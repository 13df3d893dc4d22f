//! Outbound events the server sends to connections.

use super::{entity::RosterEntry, value_object::Style};

/// Server-to-client event, independent of the wire format.
#[derive(Debug, Clone, PartialEq)]
pub enum ServerEvent {
    /// Acknowledgement sent to a connection that has just joined a room.
    JoinSuccess,
    /// Rejection of a request, sent to the originating connection only.
    Error { message: String },
    /// Chat line, either a system notice (no style) or a user message.
    Chat { text: String, style: Option<Style> },
    /// Current roster of a room.
    UserList { users: Vec<RosterEntry> },
}

impl ServerEvent {
    pub fn system(text: impl Into<String>) -> Self {
        Self::Chat {
            text: text.into(),
            style: None,
        }
    }

    pub fn chat(text: impl Into<String>, style: Option<Style>) -> Self {
        Self::Chat {
            text: text.into(),
            style,
        }
    }

    pub fn error(message: impl Into<String>) -> Self {
        Self::Error {
            message: message.into(),
        }
    }
}
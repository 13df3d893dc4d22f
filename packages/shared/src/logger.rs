//! Logging setup utilities for the Hiroba chat relay.

use tracing_subscriber::{layer::SubscriberExt, util::SubscriberInitExt};

const SERVER_CRATE: &str = "hiroba_server";

/// Initialize the tracing subscriber with the specified default log level.
///
/// The filter covers the server library crate, this shared crate and the
/// binary itself. `RUST_LOG` overrides it entirely when set.
///
/// # Arguments
///
/// * `binary_name` - The name of the binary (e.g., "hiroba-server")
/// * `default_log_level` - The default log level (e.g., "debug", "info", "warn", "error")
///
/// # Examples
///
/// ```no_run
/// use hiroba_shared::logger::setup_logger;
///
/// setup_logger("hiroba-server", "debug");
/// ```
pub fn setup_logger(binary_name: &str, default_log_level: &str) {
    tracing_subscriber::registry()
        .with(
            tracing_subscriber::EnvFilter::try_from_default_env()
                .unwrap_or_else(|_| default_filter(binary_name, default_log_level).into()),
        )
        .with(tracing_subscriber::fmt::layer())
        .init();
}

/// Build the default filter directive used when `RUST_LOG` is not set.
///
/// The binary directive is skipped when the binary shares its name with
/// the server library crate.
fn default_filter(binary_name: &str, default_log_level: &str) -> String {
    let level = default_log_level;
    let mut targets = vec![
        SERVER_CRATE.to_string(),
        env!("CARGO_PKG_NAME").replace('-', "_"),
    ];
    let bin = binary_name.replace('-', "_");
    if !targets.contains(&bin) {
        targets.push(bin);
    }
    targets.push("tower_http".to_string());

    targets
        .iter()
        .map(|target| format!("{}={}", target, level))
        .collect::<Vec<_>>()
        .join(",")
}
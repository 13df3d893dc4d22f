//! UseCase: スタイル変更処理

use std::sync::Arc;

use crate::domain::{ConnectionId, RoomRepository, Style};

use super::{BroadcastService, error::EventError};

/// スタイル変更のユースケース
///
/// チャットメッセージは送らず、名簿のみを再送する。
pub struct UpdateStyleUseCase {
    repository: Arc<dyn RoomRepository>,
    broadcast: Arc<BroadcastService>,
}

impl UpdateStyleUseCase {
    pub fn new(repository: Arc<dyn RoomRepository>, broadcast: Arc<BroadcastService>) -> Self {
        Self {
            repository,
            broadcast,
        }
    }

    pub async fn execute(&self, id: ConnectionId, style: Option<Style>) -> Result<(), EventError> {
        let room_id = self
            .repository
            .update_style(id, style)
            .await
            .map_err(|_| EventError::NotJoined)?;
        tracing::debug!("Connection '{}' updated style in room '{}'", id, room_id);

        self.broadcast.broadcast_user_list(&room_id).await;
        Ok(())
    }
}
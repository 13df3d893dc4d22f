//! UseCase: 接続処理
//!
//! 新しい WebSocket 接続に接続 ID を払い出し、Unjoined 状態のセッションと
//! 送信チャンネルを登録します。

use std::sync::Arc;

use crate::domain::{ConnectionId, MessagePusher, PusherChannel, RoomRepository};

/// 接続のユースケース
pub struct ConnectParticipantUseCase {
    repository: Arc<dyn RoomRepository>,
    message_pusher: Arc<dyn MessagePusher>,
}

impl ConnectParticipantUseCase {
    pub fn new(
        repository: Arc<dyn RoomRepository>,
        message_pusher: Arc<dyn MessagePusher>,
    ) -> Self {
        Self {
            repository,
            message_pusher,
        }
    }

    /// 接続を登録し、払い出した接続 ID を返す
    pub async fn execute(&self, sender: PusherChannel) -> ConnectionId {
        let id = ConnectionId::generate();
        self.repository.register_session(id).await;
        self.message_pusher.register_client(id, sender).await;
        id
    }
}
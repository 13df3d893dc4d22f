//! UseCase: ルーム情報の取得（HTTP API 用）

use std::sync::Arc;

use crate::domain::{RoomId, RoomRepository, RoomSnapshot};

use super::error::GetRoomDetailError;

/// ルーム一覧取得のユースケース
pub struct GetRoomsUseCase {
    repository: Arc<dyn RoomRepository>,
}

impl GetRoomsUseCase {
    pub fn new(repository: Arc<dyn RoomRepository>) -> Self {
        Self { repository }
    }

    pub async fn execute(&self) -> Vec<RoomSnapshot> {
        self.repository.get_rooms().await
    }
}

/// ルーム詳細取得のユースケース
pub struct GetRoomDetailUseCase {
    repository: Arc<dyn RoomRepository>,
}

impl GetRoomDetailUseCase {
    pub fn new(repository: Arc<dyn RoomRepository>) -> Self {
        Self { repository }
    }

    pub async fn execute(&self, room_id: String) -> Result<RoomSnapshot, GetRoomDetailError> {
        let room_id = RoomId::new(room_id).map_err(|_| GetRoomDetailError::RoomNotFound)?;
        self.repository
            .get_room(&room_id)
            .await
            .ok_or(GetRoomDetailError::RoomNotFound)
    }
}
//! UseCase error types.

use thiserror::Error;

/// Join rejection.
///
/// `Validation` and `Auth` are reported to the client; their `Display`
/// strings are the wire error messages.
#[derive(Debug, Clone, PartialEq, Eq, Error)]
pub enum JoinError {
    #[error("room id and nickname are required")]
    Validation,

    #[error("password mismatch")]
    Auth,

    #[error("session cannot join: {0}")]
    InvalidSession(String),
}

impl JoinError {
    /// Whether the originating client is told about this error.
    pub fn is_reported(&self) -> bool {
        matches!(self, Self::Validation | Self::Auth)
    }
}

/// Rejection of a chat / update event. Never reported to the client.
#[derive(Debug, Clone, PartialEq, Eq, Error)]
pub enum EventError {
    #[error("session has not joined a room")]
    NotJoined,

    #[error("new nickname must not be empty")]
    EmptyNickname,
}

#[derive(Debug, Clone, PartialEq, Eq, Error)]
pub enum GetRoomDetailError {
    #[error("room not found")]
    RoomNotFound,
}
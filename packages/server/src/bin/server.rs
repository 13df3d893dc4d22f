//! Room-scoped WebSocket chat relay.
//!
//! Run with:
//! ```not_rust
//! cargo run --bin hiroba-server
//! cargo run --bin hiroba-server -- --host 127.0.0.1 --port 3000
//! PORT=3000 cargo run --bin hiroba-server
//! ```

use std::sync::Arc;

use clap::Parser;
use hiroba_server::{
    infrastructure::{message_pusher::WebSocketMessagePusher, repository::InMemoryRoomRepository},
    ui::{AppState, Server},
};
use hiroba_shared::logger::setup_logger;

#[derive(Parser, Debug)]
#[command(name = "hiroba-server")]
#[command(about = "Room-scoped WebSocket chat relay", long_about = None)]
struct Args {
    /// Host address to bind the server to
    #[arg(short = 'H', long, default_value = "0.0.0.0")]
    host: String,

    /// Port number to bind the server to
    #[arg(short = 'p', long, env = "PORT", default_value = "8080")]
    port: u16,

    /// Default log level, used when RUST_LOG is not set
    #[arg(long, default_value = "debug")]
    log_level: String,
}

#[tokio::main]
async fn main() {
    let args = Args::parse();

    // Initialize tracing
    setup_logger(env!("CARGO_BIN_NAME"), &args.log_level);

    // Initialize dependencies in order:
    // 1. Repository (room registry + sessions)
    // 2. MessagePusher (WebSocket implementation)
    // 3. UseCases (wired by AppState)
    // 4. Server
    let repository = Arc::new(InMemoryRoomRepository::new());
    let message_pusher = Arc::new(WebSocketMessagePusher::new());
    let app_state = AppState::new(repository, message_pusher);

    let server = Server::new(app_state);
    if let Err(e) = server.run(args.host, args.port).await {
        tracing::error!("Server error: {}", e);
        std::process::exit(1);
    }
}
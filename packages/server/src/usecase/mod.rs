//! UseCase layer.
//!
//! One use case per client operation. Every use case mutates state through
//! the `RoomRepository` first and only then fans out through the
//! `BroadcastService`, so no lock is held while sending.

mod broadcast;
mod connect_participant;
mod disconnect_participant;
mod error;
mod get_rooms;
mod join_room;
mod send_message;
mod update_nickname;
mod update_style;

pub use broadcast::BroadcastService;
pub use connect_participant::ConnectParticipantUseCase;
pub use disconnect_participant::DisconnectParticipantUseCase;
pub use error::{EventError, GetRoomDetailError, JoinError};
pub use get_rooms::{GetRoomDetailUseCase, GetRoomsUseCase};
pub use join_room::{JoinRequest, JoinRoomUseCase};
pub use send_message::SendMessageUseCase;
pub use update_nickname::UpdateNicknameUseCase;
pub use update_style::UpdateStyleUseCase;

#[cfg(test)]
pub(crate) mod test_support;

========================================================================

** WHAT YOU SHOULD DO **
Scan the listing above and work out how many of its lines contain the word "WebSocketMessagePusher". Report only that number.

** RESPONSE **
2